Posted on 12/04/2022 4:36:05 PM PST by CheshireTheCat
On this date in 1778, attainted Revolutionary War-era outlaw Josiah Phillips was hanged in Virginia.
Contrary to Randolph’s recollection, the execution took place according to a regular jury verdict convicting Philips for stealing 28 hats and five pounds of twine — felony theft by the Bloody Code inherited from England.
Even so, it was the Act of Attainder voted unanimously by the Virginia legislature that stuck in the popular memory, so much so that even the likes of Randolph, a lawyer by trade and later the first Attorney General of the independent United States, misstated* it as the proximate cause of Phillips’s execution.

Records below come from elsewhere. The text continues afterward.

//! Whole-file readers for the LOKI record formats
//!
//! TMD and LOG files arrive in UTF-8 or, from older recorder firmware, in
//! Windows-1252. The readers decode the raw bytes against that fixed
//! attempt list; when neither encoding applies, a statistical detector is
//! consulted once so the resulting error names a likely culprit for the
//! operator. Decoding never loops and never guesses silently.
//!
//! A parse error anywhere in a file aborts the whole read. Telemetry
//! records are small and must be trusted wholesale or not at all, so no
//! partial record is ever returned.

use super::line_parser::{parse_coded_line, parse_positional_field};
use super::registry::{DAT_FIELDS, FieldRegistry, LOG_FIELDS, TMD_FIELDS};
use crate::app::models::Record;
use crate::{Error, Result};
use std::fs;
use std::path::Path;
use tracing::debug;

/// Byte values with no assignment in the Windows-1252 table. A strict
/// decoder rejects them; WHATWG-style decoders would map them to C1
/// controls and mask the mojibake.
const WINDOWS_1252_UNMAPPED: [u8; 5] = [0x81, 0x8D, 0x8F, 0x90, 0x9D];

/// Projection of LOG fields onto the column names expected by EcoTaxa
/// imports.
pub const LOG_TO_ECOTAXA: &[(&str, &str)] = &[
    ("sample_date", "DATE"),
    ("sample_time", "TIME"),
    ("acq_instrument_name", "DEVICE"),
    ("acq_instrument_serial", "LOKI"),
    ("sample_cruise", "CRUISE"),
    ("sample_station", "STATION"),
    ("sample_station_no", "STATION_NR"),
    ("sample_haul", "HAUL"),
    ("sample_user", "USER"),
    ("sample_vessel", "SHIP"),
    ("sample_gps_src", "GPS_SRC"),
    ("sample_latitude", "FIX_LAT"),
    ("sample_longitude", "FIX_LON"),
];

/// Read a `code;value`-per-line file into a [`Record`] using the given
/// registry.
///
/// Tries UTF-8 first, then Windows-1252. If neither decodes, the read fails
/// with [`Error::Decode`] carrying the statistical detector's best guess;
/// that failure is terminal and requires operator attention. Repeated field
/// codes overwrite earlier values (last write wins).
pub fn read_delimited_file(path: impl AsRef<Path>, registry: &FieldRegistry) -> Result<Record> {
    let path = path.as_ref();
    let bytes = fs::read(path).map_err(|e| Error::read_failed(path, e))?;
    let text = decode_text(path, &bytes)?;

    let mut record = Record::new();
    for line in text.lines() {
        let (name, value) = parse_coded_line(registry, line)?;
        record.insert(name.to_string(), value);
    }

    debug!(
        "parsed {} {} fields from {}",
        record.len(),
        registry.name(),
        path.display()
    );
    Ok(record)
}

/// Read a time-indexed telemetry stream (.tmd file).
pub fn read_tmd(path: impl AsRef<Path>) -> Result<Record> {
    read_delimited_file(path, &TMD_FIELDS)
}

/// Read a deployment log (.log file), optionally projecting the result
/// through a field-name remap such as [`LOG_TO_ECOTAXA`].
///
/// The remap is applied after the full record is assembled; an entry whose
/// internal key is absent from the parsed record fails with
/// [`Error::RemapKey`].
pub fn read_log(path: impl AsRef<Path>, remap: Option<&[(&str, &str)]>) -> Result<Record> {
    let record = read_delimited_file(path, &LOG_FIELDS)?;

    let Some(mapping) = remap else {
        return Ok(record);
    };

    let mut projected = Record::with_capacity(mapping.len());
    for (external, internal) in mapping {
        let value = record
            .get(*internal)
            .cloned()
            .ok_or_else(|| Error::remap_key(*external, *internal))?;
        projected.insert((*external).to_string(), value);
    }
    Ok(projected)
}

/// Read a single-line tab-delimited snapshot file into a [`Record`] using
/// the given registry.
///
/// Only the first line is honored. Some .dat files carry more than one
/// line; extra lines are silently discarded.
pub fn read_snapshot_file(path: impl AsRef<Path>, registry: &FieldRegistry) -> Result<Record> {
    let path = path.as_ref();
    let contents = fs::read_to_string(path).map_err(|e| Error::read_failed(path, e))?;
    let first_line = contents.lines().next().unwrap_or("");

    let mut record = Record::new();
    for (index, raw) in first_line.split('\t').enumerate() {
        let position = (index + 1) as u32;
        if let Some((name, value)) = parse_positional_field(registry, position, raw)? {
            record.insert(name.to_string(), value);
        }
    }

    debug!(
        "parsed {} {} fields from {}",
        record.len(),
        registry.name(),
        path.display()
    );
    Ok(record)
}

/// Read a sensor snapshot (.dat file).
pub fn read_dat(path: impl AsRef<Path>) -> Result<Record> {
    read_snapshot_file(path, &DAT_FIELDS)
}

/// Decode file content, trying UTF-8 then strict Windows-1252.
fn decode_text(path: &Path, bytes: &[u8]) -> Result<String> {
    if let Ok(text) = std::str::from_utf8(bytes) {
        return Ok(text.to_owned());
    }

    debug!("{} is not UTF-8, retrying as Windows-1252", path.display());
    if let Some(text) = decode_windows_1252(bytes) {
        return Ok(text);
    }

    let mut detector = chardetng::EncodingDetector::new();
    detector.feed(bytes, true);
    let guess = detector.guess(None, true);
    Err(Error::decode(path, guess.name()))
}

fn decode_windows_1252(bytes: &[u8]) -> Option<String> {
    if bytes.iter().any(|b| WINDOWS_1252_UNMAPPED.contains(b)) {
        return None;
    }
    let (text, _, had_errors) = encoding_rs::WINDOWS_1252.decode(bytes);
    if had_errors {
        return None;
    }
    Some(text.into_owned())
}
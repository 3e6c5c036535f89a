//! CLI command implementations

pub mod compress;
pub mod scan;
pub mod shared;

use crate::Result;
use crate::cli::args::{Args, Commands};

/// Dispatch the selected subcommand
pub async fn run(args: Args) -> Result<()> {
    match args.get_command() {
        Commands::Compress(args) => compress::run(&args).await,
        Commands::Scan(args) => scan::run(&args).await,
    }
}
//! Command-line argument definitions for the LOKI processor
//!
//! This module defines the complete CLI interface using the clap derive
//! API.

use crate::constants::{DEFAULT_PARALLEL_WORKERS, MAX_PARALLEL_WORKERS};
use crate::{Error, Result};
use clap::{Parser, Subcommand, ValueEnum};
use std::path::PathBuf;

/// CLI arguments for the LOKI data processor
///
/// Discovers LOKI deployment folders inside a directory tree and compresses
/// each one into a zip archive named after its station and haul.
#[derive(Debug, Clone, Parser)]
#[command(
    name = "loki-processor",
    version,
    about = "Discover and archive LOKI plankton imaging deployments",
    long_about = "LOKI (Lightframe Onsight Keyspecies Investigation) deployments consist of \
                  very many small files which are slow to read on most filesystems. This tool \
                  finds deployment folders inside an arbitrary directory tree and compresses \
                  whole folders into zip archives that are quicker to transfer and to read."
)]
pub struct Args {
    #[command(subcommand)]
    pub command: Option<Commands>,
}

/// Available subcommands for the LOKI processor
#[derive(Debug, Clone, Subcommand)]
pub enum Commands {
    /// Find LOKI deployment folders and compress each into a zip archive
    Compress(CompressArgs),
    /// Find LOKI deployment folders and list them
    Scan(ScanArgs),
}

/// Arguments for the compress command (main archiving workflow)
#[derive(Debug, Clone, Parser)]
pub struct CompressArgs {
    /// Directory tree to search for deployment folders
    ///
    /// Every directory that directly contains both a Pictures and a
    /// Telemetrie subdirectory is treated as one deployment. Archives are
    /// written next to the search root as <STATION>_<HAUL>.zip.
    #[arg(value_name = "ROOT_DIR")]
    pub root_dir: PathBuf,

    /// Number of archive processes to run in parallel
    ///
    /// Pass 0 to use one worker per CPU core.
    #[arg(
        short = 'j',
        long = "workers",
        value_name = "COUNT",
        default_value_t = DEFAULT_PARALLEL_WORKERS,
        help = "Number of archive processes to run in parallel (0 = one per CPU core)"
    )]
    pub workers: usize,

    /// Skip deployment folders whose target archive already exists
    #[arg(long = "skip-existing", help = "Skip folders whose archive already exists")]
    pub skip_existing: bool,

    /// Glob pattern for directory paths to skip during discovery
    ///
    /// Matched against the full directory path before it is read, so
    /// ignored subtrees are never touched. May be given multiple times.
    #[arg(
        long = "ignore",
        value_name = "PATTERN",
        help = "Glob pattern for directories to skip (repeatable)"
    )]
    pub ignore: Vec<String>,

    /// Logging verbosity level
    #[arg(
        short = 'v',
        long = "verbose",
        action = clap::ArgAction::Count,
        help = "Increase logging verbosity (-v: info, -vv: debug, -vvv: trace)"
    )]
    pub verbose: u8,

    /// Suppress output (quiet mode)
    #[arg(
        short = 'q',
        long = "quiet",
        help = "Suppress output except errors",
        conflicts_with = "verbose"
    )]
    pub quiet: bool,
}

/// Arguments for the scan command (discovery preview)
#[derive(Debug, Clone, Parser)]
pub struct ScanArgs {
    /// Directory tree to search for deployment folders
    #[arg(value_name = "ROOT_DIR")]
    pub root_dir: PathBuf,

    /// Glob pattern for directory paths to skip during discovery
    #[arg(
        long = "ignore",
        value_name = "PATTERN",
        help = "Glob pattern for directories to skip (repeatable)"
    )]
    pub ignore: Vec<String>,

    /// Output format for the folder listing
    #[arg(
        long = "format",
        value_enum,
        default_value = "human",
        help = "Output format for the folder listing"
    )]
    pub format: OutputFormat,

    /// Logging verbosity level
    #[arg(
        short = 'v',
        long = "verbose",
        action = clap::ArgAction::Count,
        help = "Increase logging verbosity (-v: info, -vv: debug, -vvv: trace)"
    )]
    pub verbose: u8,
}

/// Output format options for machine-readable results
#[derive(Debug, Clone, Copy, PartialEq, Eq, ValueEnum)]
pub enum OutputFormat {
    /// Human-readable output
    Human,
    /// JSON format for scripting
    Json,
}

impl Args {
    /// Get the command if one was specified
    pub fn get_command(&self) -> Commands {
        self.command
            .clone()
            .expect("Command should be present when get_command() is called")
    }
}

impl CompressArgs {
    /// Validate the compress command arguments for consistency
    pub fn validate(&self) -> Result<()> {
        if !self.root_dir.exists() {
            return Err(Error::configuration(format!(
                "Root directory does not exist: {}",
                self.root_dir.display()
            )));
        }

        if !self.root_dir.is_dir() {
            return Err(Error::configuration(format!(
                "Root path is not a directory: {}",
                self.root_dir.display()
            )));
        }

        if self.workers > MAX_PARALLEL_WORKERS {
            return Err(Error::configuration(format!(
                "Number of workers cannot exceed {}",
                MAX_PARALLEL_WORKERS
            )));
        }

        Ok(())
    }

    /// Number of workers to actually run with (0 means one per CPU core)
    pub fn effective_workers(&self) -> usize {
        if self.workers == 0 {
            num_cpus::get()
        } else {
            self.workers
        }
    }

    /// Determine the appropriate log level based on verbosity flags
    pub fn get_log_level(&self) -> &'static str {
        if self.quiet {
            "error"
        } else {
            verbosity_level(self.verbose)
        }
    }

    /// Check if we should show progress bars (not in quiet mode)
    pub fn show_progress(&self) -> bool {
        !self.quiet
    }
}

impl ScanArgs {
    /// Validate the scan command arguments for consistency
    pub fn validate(&self) -> Result<()> {
        if !self.root_dir.is_dir() {
            return Err(Error::configuration(format!(
                "Root path is not a directory: {}",
                self.root_dir.display()
            )));
        }
        Ok(())
    }

    /// Determine the appropriate log level based on verbosity flags
    pub fn get_log_level(&self) -> &'static str {
        verbosity_level(self.verbose)
    }
}

fn verbosity_level(verbose: u8) -> &'static str {
    match verbose {
        0 => "warn",
        1 => "info",
        2 => "debug",
        _ => "trace",
    }
}

#[cfg(test)]
mod tests {
    use super::*;
    use tempfile::TempDir;

    fn compress_args(root_dir: PathBuf) -> CompressArgs {
        CompressArgs {
            root_dir,
            workers: 1,
            skip_existing: false,
            ignore: Vec::new(),
            verbose: 0,
            quiet: false,
        }
    }

    #[test]
    fn test_compress_args_validation() {
        let temp_dir = TempDir::new().unwrap();

        let args = compress_args(temp_dir.path().to_path_buf());
        assert!(args.validate().is_ok());

        let mut invalid = args.clone();
        invalid.root_dir = PathBuf::from("/nonexistent/path");
        assert!(invalid.validate().is_err());

        let mut invalid = args.clone();
        invalid.workers = MAX_PARALLEL_WORKERS + 1;
        assert!(invalid.validate().is_err());
    }

    #[test]
    fn test_effective_workers() {
        let temp_dir = TempDir::new().unwrap();
        let mut args = compress_args(temp_dir.path().to_path_buf());

        args.workers = 4;
        assert_eq!(args.effective_workers(), 4);

        args.workers = 0;
        assert!(args.effective_workers() >= 1);
    }

    #[test]
    fn test_log_level() {
        let temp_dir = TempDir::new().unwrap();
        let mut args = compress_args(temp_dir.path().to_path_buf());

        assert_eq!(args.get_log_level(), "warn");

        args.verbose = 1;
        assert_eq!(args.get_log_level(), "info");

        args.verbose = 3;
        assert_eq!(args.get_log_level(), "trace");

        args.verbose = 0;
        args.quiet = true;
        assert_eq!(args.get_log_level(), "error");
        assert!(!args.show_progress());
    }
}
//! Optional per-deployment YAML sidecar metadata
//!
//! A deployment folder may carry a small YAML document with operator-curated
//! key-value metadata that is merged with the LOG-derived fields downstream.
//! An absent sidecar is an empty mapping, never an error; a sidecar that
//! exists but does not hold a mapping is.

use crate::{Error, Result};
use serde_yaml::Value;
use std::collections::HashMap;
use std::fs;
use std::path::Path;
use tracing::debug;

/// Key-value content of a sidecar document
pub type Sidecar = HashMap<String, Value>;

/// Load the sidecar document at `path`, or an empty mapping if the file
/// does not exist.
pub fn read_sidecar(path: impl AsRef<Path>) -> Result<Sidecar> {
    let path = path.as_ref();
    if !path.is_file() {
        debug!("no sidecar at {}", path.display());
        return Ok(Sidecar::new());
    }

    let contents = fs::read_to_string(path).map_err(|e| Error::read_failed(path, e))?;
    serde_yaml::from_str(&contents).map_err(|e| Error::sidecar(path, e.to_string()))
}

#[cfg(test)]
mod tests {
    use super::*;
    use tempfile::TempDir;

    #[test]
    fn test_missing_sidecar_is_empty() {
        let temp_dir = TempDir::new().unwrap();
        let sidecar = read_sidecar(temp_dir.path().join("meta.yaml")).unwrap();
        assert!(sidecar.is_empty());
    }

    #[test]
    fn test_mapping_sidecar_is_loaded() {
        let temp_dir = TempDir::new().unwrap();
        let path = temp_dir.path().join("meta.yaml");
        fs::write(&path, "sample_station: PS122/2\nsample_haul: 7\n").unwrap();

        let sidecar = read_sidecar(&path).unwrap();
        assert_eq!(
            sidecar.get("sample_station"),
            Some(&Value::String("PS122/2".to_string()))
        );
        assert_eq!(
            sidecar.get("sample_haul"),
            Some(&Value::Number(7i64.into()))
        );
    }

    #[test]
    fn test_non_mapping_sidecar_is_an_error() {
        let temp_dir = TempDir::new().unwrap();
        let path = temp_dir.path().join("meta.yaml");
        fs::write(&path, "- just\n- a\n- list\n").unwrap();

        assert!(matches!(
            read_sidecar(&path).unwrap_err(),
            Error::Sidecar { .. }
        ));
    }

    #[test]
    fn test_empty_sidecar_file_is_an_error() {
        let temp_dir = TempDir::new().unwrap();
        let path = temp_dir.path().join("meta.yaml");
        fs::write(&path, "").unwrap();

        assert!(matches!(
            read_sidecar(&path).unwrap_err(),
            Error::Sidecar { .. }
        ));
    }
}
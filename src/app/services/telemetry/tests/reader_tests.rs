//! Tests for the whole-file readers: encoding fallback, abort-on-error,
//! snapshot truncation, and log remapping

use super::{temp_file_with, temp_file_with_bytes};
use crate::Error;
use crate::app::models::FieldValue;
use crate::app::services::telemetry::reader::{
    LOG_TO_ECOTAXA, read_dat, read_log, read_tmd,
};
use chrono::NaiveDate;

#[test]
fn test_reads_utf8_telemetry_stream() {
    let file = temp_file_with("1;DeviceA\n10;23,5\n231;17\n");
    let record = read_tmd(file.path()).unwrap();

    assert_eq!(record.len(), 3);
    assert_eq!(
        record.get("DEVICE"),
        Some(&FieldValue::Text("DeviceA".to_string()))
    );
    assert_eq!(record.get("PRESS"), Some(&FieldValue::Float(23.5)));
    assert_eq!(record.get("LOKI_PIC"), Some(&FieldValue::Integer(17)));
}

#[test]
fn test_duplicate_codes_keep_the_last_value() {
    // TMD files are concatenations of per-line pairs; a repeated code
    // overwrites silently rather than erroring.
    let file = temp_file_with("10;1,0\n10;2,0\n");
    let record = read_tmd(file.path()).unwrap();

    assert_eq!(record.len(), 1);
    assert_eq!(record.get("PRESS"), Some(&FieldValue::Float(2.0)));
}

#[test]
fn test_falls_back_to_windows_1252() {
    // "Ger\xe4t" is "Gerät" in Windows-1252 and invalid UTF-8.
    let file = temp_file_with_bytes(b"1;Ger\xe4t\n");
    let record = read_tmd(file.path()).unwrap();

    assert_eq!(
        record.get("DEVICE"),
        Some(&FieldValue::Text("Ger\u{e4}t".to_string()))
    );
}

#[test]
fn test_undecodable_file_is_terminal() {
    // 0x81 is invalid UTF-8 here and unassigned in Windows-1252.
    let file = temp_file_with_bytes(b"1;\xff\x81\x81\xfe\n");
    assert!(matches!(
        read_tmd(file.path()).unwrap_err(),
        Error::Decode { .. }
    ));
}

#[test]
fn test_unknown_code_aborts_whole_read() {
    let file = temp_file_with("1;DeviceA\n99;X\n");
    assert!(matches!(
        read_tmd(file.path()).unwrap_err(),
        Error::UnknownFieldCode { code: 99, .. }
    ));
}

#[test]
fn test_strict_field_failure_aborts_whole_read() {
    // No partial record: the bad picture number sinks the valid lines too.
    let file = temp_file_with("1;DeviceA\n231;seventeen\n");
    assert!(matches!(
        read_tmd(file.path()).unwrap_err(),
        Error::FieldConversion { field: "LOKI_PIC", .. }
    ));
}

#[test]
fn test_empty_file_yields_empty_record() {
    let file = temp_file_with("");
    assert!(read_tmd(file.path()).unwrap().is_empty());
}

#[test]
fn test_snapshot_reads_registered_columns() {
    let file = temp_file_with("3.04\t1450.5\t1027.1\t-1.2\t28.3\t34.1\n");
    let record = read_dat(file.path()).unwrap();

    assert_eq!(
        record.get("FW_REV"),
        Some(&FieldValue::Text("3.04".to_string()))
    );
    assert_eq!(record.get("COND_SSPEED"), Some(&FieldValue::Float(1450.5)));
    assert_eq!(record.get("COND_SALY"), Some(&FieldValue::Float(34.1)));
}

#[test]
fn test_snapshot_uses_only_the_first_line() {
    let first = "3.04\t1450.5";
    let with_garbage = format!("{first}\nsecond line\tof\tnoise\n");

    let file_a = temp_file_with(first);
    let file_b = temp_file_with(&with_garbage);

    assert_eq!(
        read_dat(file_a.path()).unwrap(),
        read_dat(file_b.path()).unwrap()
    );
}

#[test]
fn test_snapshot_strict_field_failure_aborts() {
    // Valid numbers everywhere except the pressure column.
    let mut columns = vec!["1.0"; 20];
    columns[19] = "not-a-pressure";
    let file = temp_file_with(&columns.join("\t"));

    assert!(matches!(
        read_dat(file.path()).unwrap_err(),
        Error::FieldConversion { field: "PRESS", .. }
    ));
}

fn sample_log() -> String {
    [
        "1;05.07.2019",
        "2;10:41:17",
        "3;0",
        "4;LOKI_1034",
        "5;1034",
        "8;PS122",
        "9;PS122/2",
        "10;2-17",
        "11;7",
        "12;A. Researcher",
        "13;Polarstern",
        "17;2",
        "18;14,27",
        "19;78,50",
    ]
    .join("\n")
}

#[test]
fn test_reads_log_without_remap() {
    let file = temp_file_with(&sample_log());
    let record = read_log(file.path(), None).unwrap();

    assert_eq!(
        record.get("DATE"),
        Some(&FieldValue::Date(
            NaiveDate::from_ymd_opt(2019, 7, 5).unwrap()
        ))
    );
    assert_eq!(
        record.get("STATION"),
        Some(&FieldValue::Text("PS122/2".to_string()))
    );
    assert_eq!(record.get("FIX_LAT"), Some(&FieldValue::Float(78.50)));
}

#[test]
fn test_log_remap_projects_to_external_names() {
    let file = temp_file_with(&sample_log());
    let record = read_log(file.path(), Some(LOG_TO_ECOTAXA)).unwrap();

    assert_eq!(record.len(), LOG_TO_ECOTAXA.len());
    assert_eq!(
        record.get("sample_station"),
        Some(&FieldValue::Text("PS122/2".to_string()))
    );
    assert_eq!(
        record.get("sample_haul"),
        Some(&FieldValue::Text("7".to_string()))
    );
    assert_eq!(
        record.get("sample_latitude"),
        Some(&FieldValue::Float(78.50))
    );
    // Internal names are gone after projection.
    assert!(record.get("STATION").is_none());
}

#[test]
fn test_log_remap_missing_internal_key_fails() {
    // A log without station/haul lines cannot satisfy the projection.
    let file = temp_file_with("4;LOKI_1034\n");
    match read_log(file.path(), Some(LOG_TO_ECOTAXA)).unwrap_err() {
        Error::RemapKey { external, internal } => {
            assert_eq!(external, "sample_date");
            assert_eq!(internal, "DATE");
        }
        other => panic!("expected RemapKey error, got {other:?}"),
    }
}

Another inheritance from the mother country, Acts of Attainder — wherein the legislature declares some party guilty of a crime and declares punishment without benefit of trial — were going right out of style in the twilight of the 18th century. The eventual U.S. Constitution would flatly abolish the practice; Britain herself has not enacted one since 1798.
So it comes as some surprise to see that Phillips was outlawed** at the instigation of no less a person than old Mr. Inalienable Rights himself, Thomas Jefferson. Jefferson’s Bill of Attainder gave Philips and his band a June 1778 deadline to turn themselves in voluntarily, or else they...
(Excerpt) Read more at executedtoday.com ...
Now you can haul off a $900 TV and nobody blinks. What progress!
Touch my hat, I may wound you.
I understand, I have a well trained Stetson that’s old enough to drink.
They’re trying to do it to President Trump.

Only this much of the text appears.